Monday, February 15, 2010

Recipe: Creton (Pork Paté or Gorton)

For years I didn't know how to spell the title of the recipe below. Sure, I may have eaten it my entire life and even pronounced its French name near perfectly at a young age, but I never knew how to spell it. Apparently, neither did the commercial manufacturers of the stuff in my region. The closest they ever got was "gorton" which while kind of phonetic is wrong nonetheless. In fact I walked on God's green earth for about 40 years before I happened upon the correct spelling.

I was sitting in a popular Montreal breakfast diner one morning with several friends. Most were new to the city so those among us that had been before were helping with the items on the menu pointing out favorites, etc. Then someone came across "creton" and we were all stymied. We puzzled over it for a few moments and then took the next logical step and asked the waitress.

"What is this?" I asked pointing to the word in the menu.
"It is creton" she answered "a kind of pork paté."
"AH!" we all answered after hearing it in French. "We know creton!"

Creton (kind of sounds like "KrrrAW-tohn" or "GAH-taw") is a food most people with Quebecois parents or grandparents may remember growing up in my area. It is a mildly spiced pork paté spread that used to be popular and via nostalgia is gaining in popularity again. It is used at breakfast on toast and with mustard in sandwiches for lunch. Some people will use it with breadcrumbs to stuff a turkey and I'm sure there are other uses.

It's not healthfood by any stretch of the imaginaton, but it is much loved. In fact when I told my mother I had begun experimenting with it she was quite pleased. "I remember my mother's creton." she said, "It was so good on toast for breakfast."

Mom got her much loved creton on toast the very next morning. It's good stuff and simple to make. If you like French meat pies or devilled ham, give it a shot. I prefer mine on bread with mustard. It's damn yummy and makes me feel like I'm 9 years old again, running into my parents apartment to wolf down a sandwich before rejoining my friends outside.


1 pound ground pork
2 Tbs bacon fat
1 medium onion chopped
1 clove garlic chopped
1/8 tsp cinnamon
1/8 tsp cloves
1 tsp salt
1 tsp pepper
beef stock or whole milk

Place an appropriately-sized sauce pan over medium heat.

When pan is hot, add 1 Tbs bacon fat and gently fry the ground pork until cooked through. While the pork cooks use a fork to keep crumbling it.
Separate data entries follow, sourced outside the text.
//! RGB payload loading and grayscale reduction.

use std::io::BufRead;

use super::Raster;
use crate::api::EdgeError;
use crate::netpbm::{HeaderInfo, LineReader};

/// Rec. 709 luma weights for red, green and blue.
pub const LUMA_WEIGHTS: [f64; 3] = [0.2126, 0.7152, 0.0722];

/// Luminance of one RGB triplet, truncated toward zero.
///
/// Channels are not range checked.
///
/// ```
/// use edge_color::raster::luminance;
///
/// assert_eq!(luminance(128, 128, 128), 128);
/// assert_eq!(luminance(0, 255, 0), 182);
/// ```
#[inline]
pub fn luminance(red: i32, green: i32, blue: i32) -> i32 {
    let value = LUMA_WEIGHTS[0] * f64::from(red)
        + LUMA_WEIGHTS[1] * f64::from(green)
        + LUMA_WEIGHTS[2] * f64::from(blue);
    value as i32
}

/// Samples reserved up front, however large the header claims the image is.
pub const PREALLOCATE_LIMIT: usize = 1 << 20;

/// Read `width * height` RGB triplets, row by row, into a 3-channel raster.
pub fn load_rgb<R: BufRead>(
    reader: &mut LineReader<R>,
    header: &HeaderInfo,
) -> Result<Raster<i32>, EdgeError> {
    let mut samples = sample_buffer(header, 3)?;
    for _ in 0..header.height {
        for _ in 0..header.width {
            let (red, green, blue) = read_triplet(reader)?;
            samples.extend([red, green, blue]);
        }
    }
    Ok(Raster::from_vec(samples, header.width, header.height, 3))
}

/// Read `width * height` RGB triplets, row by row, reducing each to its
/// [`luminance`].
pub fn load_luminance<R: BufRead>(
    reader: &mut LineReader<R>,
    header: &HeaderInfo,
) -> Result<Raster<i32>, EdgeError> {
    let mut samples = sample_buffer(header, 1)?;
    for _ in 0..header.height {
        for _ in 0..header.width {
            let (red, green, blue) = read_triplet(reader)?;
            samples.push(luminance(red, green, blue));
        }
    }
    tracing::debug!(
        pixels = samples.len(),
        offset = reader.offset(),
        "Loaded luminance"
    );
    Ok(Raster::from_vec(samples, header.width, header.height, 1))
}

/// Empty buffer for the payload; grows as tokens arrive.
fn sample_buffer(header: &HeaderInfo, channels: usize) -> Result<Vec<i32>, EdgeError> {
    let count = header.sample_count(channels)?;
    Ok(Vec::with_capacity(count.min(PREALLOCATE_LIMIT)))
}

fn read_triplet<R: BufRead>(reader: &mut LineReader<R>) -> Result<(i32, i32, i32), EdgeError> {
    let red = reader.parse_next("red sample")?;
    let green = reader.parse_next("green sample")?;
    let blue = reader.parse_next("blue sample")?;
    Ok((red, green, blue))
}
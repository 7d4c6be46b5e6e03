//! Temporary directory with input and output paths for one test.

use std::path::{Path, PathBuf};
use tempfile::TempDir;

pub struct Workspace {
    dir: TempDir,
}

impl Workspace {
    pub fn new() -> Self {
        Self {
            dir: tempfile::tempdir().expect("Failed to create temp dir"),
        }
    }

    pub fn root(&self) -> &Path {
        self.dir.path()
    }

    pub fn path(&self, name: &str) -> PathBuf {
        self.dir.path().join(name)
    }

    /// Write a file and return its path
    pub fn file(&self, name: &str, content: &str) -> PathBuf {
        let path = self.path(name);
        std::fs::write(&path, content).expect("Failed to write fixture");
        path
    }

    pub fn read(&self, name: &str) -> String {
        std::fs::read_to_string(self.path(name)).expect("Failed to read output")
    }
}
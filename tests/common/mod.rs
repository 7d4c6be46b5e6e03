//! Common test infrastructure for Edgehue integration tests.
//!
//! Each test file compiles its own copy of this module, so items may appear
//! unused from the perspective of a single test file even though they're
//! used elsewhere.

#![allow(dead_code)]
#![allow(unused_imports)]

pub mod fixtures;
pub mod workspace;

pub use workspace::Workspace;
use edge_color::EdgeError;
use std::path::PathBuf;
use thiserror::Error;

#[derive(Debug, Error)]
pub enum AppError {
    #[error("Cannot open input {}: {source}", .path.display())]
    OpenInput {
        path: PathBuf,
        #[source]
        source: std::io::Error,
    },

    #[error("Output already exists: {} (use --force to overwrite)", .0.display())]
    OutputExists(PathBuf),

    #[error("Cannot write output {}: {source}", .path.display())]
    WriteOutput {
        path: PathBuf,
        #[source]
        source: std::io::Error,
    },

    #[error("Edge filter failed: {0}")]
    Pipeline(#[from] EdgeError),
}

impl AppError {
    /// Whether the input itself is malformed (as opposed to a file system
    /// or stream failure).
    pub fn is_bad_input(&self) -> bool {
        matches!(self, AppError::Pipeline(e) if e.is_format())
    }
}

#[cfg(test)]
mod tests {
    use super::*;
    use edge_color::FormatError;

    #[test]
    fn test_open_input_message() {
        let error = AppError::OpenInput {
            path: PathBuf::from("missing.ppm"),
            source: std::io::Error::new(std::io::ErrorKind::NotFound, "no such file"),
        };
        assert_eq!(
            error.to_string(),
            "Cannot open input missing.ppm: no such file"
        );
        assert!(!error.is_bad_input());
    }

    #[test]
    fn test_output_exists_message() {
        let error = AppError::OutputExists(PathBuf::from("out.ppm"));
        assert_eq!(
            error.to_string(),
            "Output already exists: out.ppm (use --force to overwrite)"
        );
    }

    #[test]
    fn test_write_output_message() {
        let error = AppError::WriteOutput {
            path: PathBuf::from("/ro/out.ppm"),
            source: std::io::Error::new(std::io::ErrorKind::PermissionDenied, "read-only"),
        };
        assert_eq!(error.to_string(), "Cannot write output /ro/out.ppm: read-only");
    }

    #[test]
    fn test_pipeline_from_edge_error() {
        let edge: EdgeError = FormatError::UnsupportedFormat { tag: '6' }.into();
        let error: AppError = edge.into();
        assert!(error.is_bad_input());
        assert_eq!(
            error.to_string(),
            "Edge filter failed: format error: unsupported raster format P6 (only P3 is supported)"
        );
    }

    #[test]
    fn test_pipeline_eof_is_not_bad_input() {
        let error = AppError::Pipeline(EdgeError::UnexpectedEof {
            expected: "red sample",
            offset: 12,
        });
        assert!(!error.is_bad_input());
    }
}
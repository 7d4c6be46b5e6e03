//! Mapping of edge directions to RGB intensities.
//!
//! See [`ColorWeights::from_direction`] for the projection.

mod weights;

pub use weights::{ColorWeights, BLUE_REFERENCE, GREEN_REFERENCE, RED_REFERENCE};
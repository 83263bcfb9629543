// tests/repository_tests.rs

use chrono::Utc;
use uuid::Uuid;

use dudedirt_common::models::{Booking, BookingStatus};
use dudedirt_common::traits::repository_traits::{
    BookingRepository, CatalogRepository, UserRepository,
};
use dudedirt_core::Error;
use dudedirt_core::repositories::sqlite::{
    SqliteBookingRepository, SqliteCatalogRepository, SqliteUserRepository,
};
use dudedirt_core::test_utils::helpers::{create_test_user, future_slot, setup_test_database};

#[tokio::test]
async fn user_roundtrip_and_profile_update() -> Result<(), Error> {
    let db = setup_test_database().await?;
    let repo = SqliteUserRepository::new(db.pool().clone());

    let user = create_test_user(&db, "alice").await?;

    let by_id = repo.get(user.user_id).await?.expect("user by id");
    assert_eq!(by_id.username, "alice");
    assert_eq!(by_id.email, "alice@example.com");
    assert!(by_id.phone.is_none());

    let by_email = repo.get_by_email("alice@example.com").await?;
    assert!(by_email.is_some());
    assert!(repo.get_by_email("nobody@example.com").await?.is_none());
    assert!(repo.get_by_username("alice").await?.is_some());

    repo.update_profile(
        user.user_id,
        "Alice Green",
        Some("(555) 000-1111"),
        Some("42 Meadow Way"),
    )
    .await?;
    let updated = repo.get(user.user_id).await?.expect("updated user");
    assert_eq!(updated.full_name, "Alice Green");
    assert_eq!(updated.phone.as_deref(), Some("(555) 000-1111"));
    assert_eq!(updated.address.as_deref(), Some("42 Meadow Way"));

    Ok(())
}

#[tokio::test]
async fn catalog_is_seeded() -> Result<(), Error> {
    let db = setup_test_database().await?;
    let repo = SqliteCatalogRepository::new(db.pool().clone());

    let services = repo.list_services().await?;
    assert_eq!(services.len(), 6);
    let mowing = repo.get_service(1).await?.expect("lawn mowing");
    assert_eq!(mowing.name, "Lawn Mowing");
    assert_eq!(mowing.price_cents, 5000);
    assert!(mowing.active);

    let products = repo.list_products().await?;
    assert_eq!(products.len(), 6);
    assert!(repo.get_product(999).await?.is_none());

    let options = repo.list_redemption_options().await?;
    assert_eq!(options.len(), 4);
    let discount = repo.get_redemption_option(1).await?.expect("discount");
    assert_eq!(discount.cost, 100);

    Ok(())
}

#[tokio::test]
async fn slot_is_free_again_after_cancellation() -> Result<(), Error> {
    let db = setup_test_database().await?;
    let repo = SqliteBookingRepository::new(db.pool().clone());
    let user = create_test_user(&db, "bob").await?;
    let slot = future_slot(2);

    assert!(!repo.slot_taken(1, slot).await?);

    let booking = Booking {
        booking_id: Uuid::new_v4(),
        user_id: user.user_id,
        service_id: 1,
        scheduled_at: slot,
        status: BookingStatus::Pending,
        special_instructions: None,
        total_price_cents: 5000,
        created_at: Utc::now(),
    };
    repo.create_with_award(&booking, 25).await?;

    assert!(repo.slot_taken(1, slot).await?);
    // A different service at the same time is a different slot.
    assert!(!repo.slot_taken(2, slot).await?);

    repo.update_status(booking.booking_id, BookingStatus::Cancelled)
        .await?;
    assert!(!repo.slot_taken(1, slot).await?);

    Ok(())
}

#[tokio::test]
async fn update_status_on_unknown_booking_is_not_found() -> Result<(), Error> {
    let db = setup_test_database().await?;
    let repo = SqliteBookingRepository::new(db.pool().clone());

    let result = repo
        .update_status(Uuid::new_v4(), BookingStatus::Confirmed)
        .await;
    assert!(matches!(result, Err(Error::NotFound(_))));

    Ok(())
}
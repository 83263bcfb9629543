// dudedirt-core/src/db/seed.rs
//
// Idempotent startup seeding of the catalog reference data. Each table is
// populated only when empty, so re-running at every boot is safe.

use sqlx::{Pool, Row, Sqlite};
use tracing::info;

use crate::Error;

pub async fn seed_reference_data(pool: &Pool<Sqlite>) -> Result<(), Error> {
    seed_services(pool).await?;
    seed_products(pool).await?;
    seed_redemption_options(pool).await?;
    Ok(())
}

async fn table_is_empty(pool: &Pool<Sqlite>, table: &str) -> Result<bool, Error> {
    // Table names come from the constants below, never from user input.
    let row = sqlx::query(&format!("SELECT COUNT(*) AS n FROM {}", table))
        .fetch_one(pool)
        .await?;
    let n: i64 = row.try_get("n")?;
    Ok(n == 0)
}

async fn seed_services(pool: &Pool<Sqlite>) -> Result<(), Error> {
    if !table_is_empty(pool, "services").await? {
        return Ok(());
    }

    let services: [(i64, &str, &str, i64, i64); 6] = [
        (1, "Lawn Mowing", "Professional lawn mowing service", 5000, 1),
        (2, "Fertilization", "Organic fertilization treatment", 7500, 1),
        (3, "Weed Control", "Professional weed control treatment", 6500, 1),
        (4, "Aeration", "Lawn aeration service", 10000, 2),
        (5, "Overseeding", "Grass overseeding service", 8500, 2),
        (6, "Leaf Removal", "Fall leaf cleanup service", 6000, 2),
    ];

    for (id, name, description, price_cents, duration_hours) in services {
        sqlx::query(
            r#"INSERT INTO services (service_id, name, description, price_cents, duration_hours, active)
               VALUES (?, ?, ?, ?, ?, 1)"#,
        )
        .bind(id)
        .bind(name)
        .bind(description)
        .bind(price_cents)
        .bind(duration_hours)
        .execute(pool)
        .await?;
    }

    info!("Seeded {} services", services.len());
    Ok(())
}

async fn seed_products(pool: &Pool<Sqlite>) -> Result<(), Error> {
    if !table_is_empty(pool, "products").await? {
        return Ok(());
    }

    let products: [(i64, &str, &str, i64, &str, &str); 6] = [
        (
            1,
            "Organic Fertilizer",
            "Premium organic fertilizer for healthy lawn growth",
            2999,
            "50lb bag",
            "Fertilizer",
        ),
        (
            2,
            "Weed Control Plus",
            "Professional weed killer and prevention formula",
            4599,
            "1 gallon",
            "Weed Control",
        ),
        (
            3,
            "Grass Seed Mix",
            "Premium grass seed blend for thick, green lawns",
            1999,
            "10lb bag",
            "Seeds",
        ),
        (
            4,
            "Lawn Aerator Tool",
            "Professional-grade manual lawn aerator",
            8999,
            "Standard size",
            "Tools",
        ),
        (
            5,
            "Mulch Premium",
            "Natural wood mulch for garden beds and landscaping",
            1299,
            "2 cubic ft",
            "Mulch",
        ),
        (
            6,
            "Irrigation Timer",
            "Smart irrigation timer with weather sensing",
            14999,
            "6-zone",
            "Irrigation",
        ),
    ];

    for (id, name, description, price_cents, size, category) in products {
        sqlx::query(
            r#"INSERT INTO products (product_id, name, description, price_cents, size, category)
               VALUES (?, ?, ?, ?, ?, ?)"#,
        )
        .bind(id)
        .bind(name)
        .bind(description)
        .bind(price_cents)
        .bind(size)
        .bind(category)
        .execute(pool)
        .await?;
    }

    info!("Seeded {} products", products.len());
    Ok(())
}

async fn seed_redemption_options(pool: &Pool<Sqlite>) -> Result<(), Error> {
    if !table_is_empty(pool, "redemption_options").await? {
        return Ok(());
    }

    let options: [(i64, &str, i64, &str); 4] = [
        (1, "$10 off your next service", 100, "discount"),
        (2, "Free Grass Seed Mix", 250, "free_product"),
        (3, "Free Lawn Mowing visit", 500, "free_service"),
        (4, "VIP priority scheduling", 1000, "status_upgrade"),
    ];

    for (id, name, cost, effect) in options {
        sqlx::query(
            r#"INSERT INTO redemption_options (option_id, name, cost, effect)
               VALUES (?, ?, ?, ?)"#,
        )
        .bind(id)
        .bind(name)
        .bind(cost)
        .bind(effect)
        .execute(pool)
        .await?;
    }

    info!("Seeded {} redemption options", options.len());
    Ok(())
}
Add the onion, garlic, spices, salt and pepper and continue to cook, stirring occasionally, until the onions and garlic are soft and translucent.

Lower the heat to a low simmer and continue to cook for about an hour.

If mixture starts to dry out add beef stock or milk to keep it at a very-thick-sauce consistency.

Remove from heat and allow mixture to cool.

If needed add beef stock or whole milk so the mixture seems just spreadable.

Put the mixture in a food processor and process until fine and granular but not pasty.

Place the mixture into a glass or ceramic container and add a small layer of bacon fat over the top to seal and add extra flavor.

Refrigerate until needed. Serve on crackers as a snack, toast for a hearty breakfast or with mustard as a sandwich for lunch.


  1. Wow, that brings back memories. I should get Mom's (actually it was my great grandmother's) recipe before she's gone. Like you, I've never known the spelling ...until now. Thank you for your post!!!

  2. Right! I treasure the recipes I have in my dad's or mom's own handwriting. They are sacred texts, hopefully more so when my children get them.

  3. I ate this my entire life growing up in Connecticut. French Canadian parents on both sides and big extended family. I remember my mother using allspice as the primary spice. Also, to this day I make French Canadian meat stuffing, much like creton except with bread crumbs and potatoes....mashed together. Ahhh, memories.

  4. I have eaten this all of my life and loved it. But, like you said it is not exactly healthy. A few years ago (a few too many). I was in a Weight Watchers meeting and the leader was talking about a recipe that she got from a canadian leader which is much lower in fat and tastes the same which is all that matters. I haven't made it with pork since and if I were going to make the french stuffing I would use this recipe as the base for it. Thank you for posting the proper spelling and pronunciation.